▼
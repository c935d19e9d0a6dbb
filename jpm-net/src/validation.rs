use jpm_common::error::{JpmError, Result};
use url::{Host, Url};

/// Validates a URL, ensuring it uses the HTTPS scheme. Plain HTTP is allowed
/// only for loopback hosts so a local registry mirror can be used.
pub fn validate_url(url_str: &str) -> Result<Url> {
    let url = Url::parse(url_str)
        .map_err(|e| JpmError::Validation(format!("Failed to parse URL '{url_str}': {e}")))?;
    match url.scheme() {
        "https" => Ok(url),
        "http" if is_loopback(&url) => Ok(url),
        scheme => Err(JpmError::Validation(format!(
            "Invalid URL scheme for '{url_str}': Must be https, but got '{scheme}'"
        ))),
    }
}

fn is_loopback(url: &Url) -> bool {
    match url.host() {
        Some(Host::Domain(domain)) => domain.eq_ignore_ascii_case("localhost"),
        Some(Host::Ipv4(ip)) => ip.is_loopback(),
        Some(Host::Ipv6(ip)) => ip.is_loopback(),
        None => false,
    }
}

#[cfg(test)]
mod tests {
    use super::*;

    #[test]
    fn https_is_accepted() {
        assert!(validate_url("https://registry.npmjs.org/left-pad/-/left-pad-1.3.0.tgz").is_ok());
    }

    #[test]
    fn plain_http_only_for_loopback() {
        assert!(validate_url("http://127.0.0.1:4873/left-pad").is_ok());
        assert!(validate_url("http://localhost:4873/left-pad").is_ok());
        assert!(matches!(
            validate_url("http://registry.example.com/left-pad"),
            Err(JpmError::Validation(_))
        ));
    }

    #[test]
    fn garbage_and_other_schemes_are_rejected() {
        assert!(validate_url("not a url").is_err());
        assert!(validate_url("ftp://example.com/x.tgz").is_err());
    }
}
// jpm-common/src/model/integrity.rs
use std::fmt;

use serde::{Deserialize, Serialize};

use crate::error::{JpmError, Result};

/// Digest algorithms accepted in registry integrity strings, weakest first.
#[derive(Debug, Clone, Copy, PartialEq, Eq, PartialOrd, Ord, Hash, Serialize, Deserialize)]
#[serde(rename_all = "lowercase")]
pub enum DigestAlgorithm {
    Sha1,
    Sha256,
    Sha384,
    Sha512,
}

impl DigestAlgorithm {
    pub fn from_name(name: &str) -> Option<Self> {
        match name.to_ascii_lowercase().as_str() {
            "sha1" => Some(Self::Sha1),
            "sha256" => Some(Self::Sha256),
            "sha384" => Some(Self::Sha384),
            "sha512" => Some(Self::Sha512),
            _ => None,
        }
    }

    pub fn name(&self) -> &'static str {
        match self {
            Self::Sha1 => "sha1",
            Self::Sha256 => "sha256",
            Self::Sha384 => "sha384",
            Self::Sha512 => "sha512",
        }
    }

    /// Digest length in bytes.
    pub fn output_len(&self) -> usize {
        match self {
            Self::Sha1 => 20,
            Self::Sha256 => 32,
            Self::Sha384 => 48,
            Self::Sha512 => 64,
        }
    }
}

impl fmt::Display for DigestAlgorithm {
    fn fmt(&self, f: &mut fmt::Formatter<'_>) -> fmt::Result {
        f.write_str(self.name())
    }
}

/// How the expected digest value is written down.
#[derive(Debug, Clone, Copy, PartialEq, Eq, Hash, Serialize, Deserialize)]
#[serde(rename_all = "lowercase")]
pub enum DigestEncoding {
    Base64,
    Hex,
}

/// An expected digest for a downloaded archive.
#[derive(Debug, Clone, PartialEq, Eq, Hash, Serialize, Deserialize)]
pub struct Integrity {
    pub algorithm: DigestAlgorithm,
    pub encoding: DigestEncoding,
    pub value: String,
}

impl Integrity {
    /// Parses a Subresource-Integrity string such as `sha512-<base64>`.
    /// When several hashes are listed the strongest supported one is kept.
    pub fn parse_sri(sri: &str) -> Result<Self> {
        sri.split_whitespace()
            .filter_map(|token| {
                let (alg, rest) = token.split_once('-')?;
                let algorithm = DigestAlgorithm::from_name(alg)?;
                // Options after '?' are not part of the digest.
                let value = rest.split('?').next().unwrap_or_default();
                if value.is_empty() {
                    return None;
                }
                Some(Self {
                    algorithm,
                    encoding: DigestEncoding::Base64,
                    value: value.to_string(),
                })
            })
            .max_by_key(|integrity| integrity.algorithm)
            .ok_or_else(|| {
                JpmError::Validation(format!("No supported digest in integrity string '{sri}'"))
            })
    }

    /// Builds a hex-encoded expectation, validating its length.
    pub fn from_hex(algorithm: DigestAlgorithm, hex_value: &str) -> Result<Self> {
        let hex_value = hex_value.trim();
        let valid = hex_value.len() == algorithm.output_len() * 2
            && hex_value.chars().all(|c| c.is_ascii_hexdigit());
        if !valid {
            return Err(JpmError::Validation(format!(
                "'{hex_value}' is not a valid hex {algorithm} digest"
            )));
        }
        Ok(Self {
            algorithm,
            encoding: DigestEncoding::Hex,
            value: hex_value.to_ascii_lowercase(),
        })
    }

    /// Picks the expectation from a registry `dist` block: the SRI
    /// `integrity` field when present, else the legacy hex SHA-1 `shasum`.
    pub fn from_dist(integrity: Option<&str>, shasum: Option<&str>) -> Result<Self> {
        match (integrity.filter(|s| !s.trim().is_empty()), shasum) {
            (Some(sri), _) => Self::parse_sri(sri),
            (None, Some(sha1)) => Self::from_hex(DigestAlgorithm::Sha1, sha1),
            (None, None) => Err(JpmError::Validation(
                "Package metadata carries no integrity digest".to_string(),
            )),
        }
    }
}

impl fmt::Display for Integrity {
    fn fmt(&self, f: &mut fmt::Formatter<'_>) -> fmt::Result {
        match self.encoding {
            DigestEncoding::Base64 => write!(f, "{}-{}", self.algorithm, self.value),
            DigestEncoding::Hex => write!(f, "{}:{}", self.algorithm, self.value),
        }
    }
}

#[cfg(test)]
mod tests {
    use super::*;

    #[test]
    fn parses_single_sri() {
        let integrity = Integrity::parse_sri("sha512-abcDEF+/==").unwrap();
        assert_eq!(integrity.algorithm, DigestAlgorithm::Sha512);
        assert_eq!(integrity.encoding, DigestEncoding::Base64);
        assert_eq!(integrity.value, "abcDEF+/==");
        assert_eq!(integrity.to_string(), "sha512-abcDEF+/==");
    }

    #[test]
    fn keeps_strongest_of_several() {
        let integrity = Integrity::parse_sri("sha1-aaaa sha512-bbbb?opt sha256-cccc").unwrap();
        assert_eq!(integrity.algorithm, DigestAlgorithm::Sha512);
        assert_eq!(integrity.value, "bbbb");
    }

    #[test]
    fn rejects_unknown_algorithms() {
        assert!(Integrity::parse_sri("md5-xyz").is_err());
        assert!(Integrity::parse_sri("").is_err());
    }

    #[test]
    fn falls_back_to_shasum() {
        let sha1 = "2aae6c35c94fcfb415dbe95f408b9ce91ee846ed";
        let integrity = Integrity::from_dist(None, Some(sha1)).unwrap();
        assert_eq!(integrity.algorithm, DigestAlgorithm::Sha1);
        assert_eq!(integrity.encoding, DigestEncoding::Hex);

        assert!(Integrity::from_dist(None, Some("not-hex")).is_err());
        assert!(Integrity::from_dist(None, None).is_err());
    }
}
▲
Problem statement: Count each line above where the word "Copy" appears, and answer with nothing except that count.

Output of the task: 2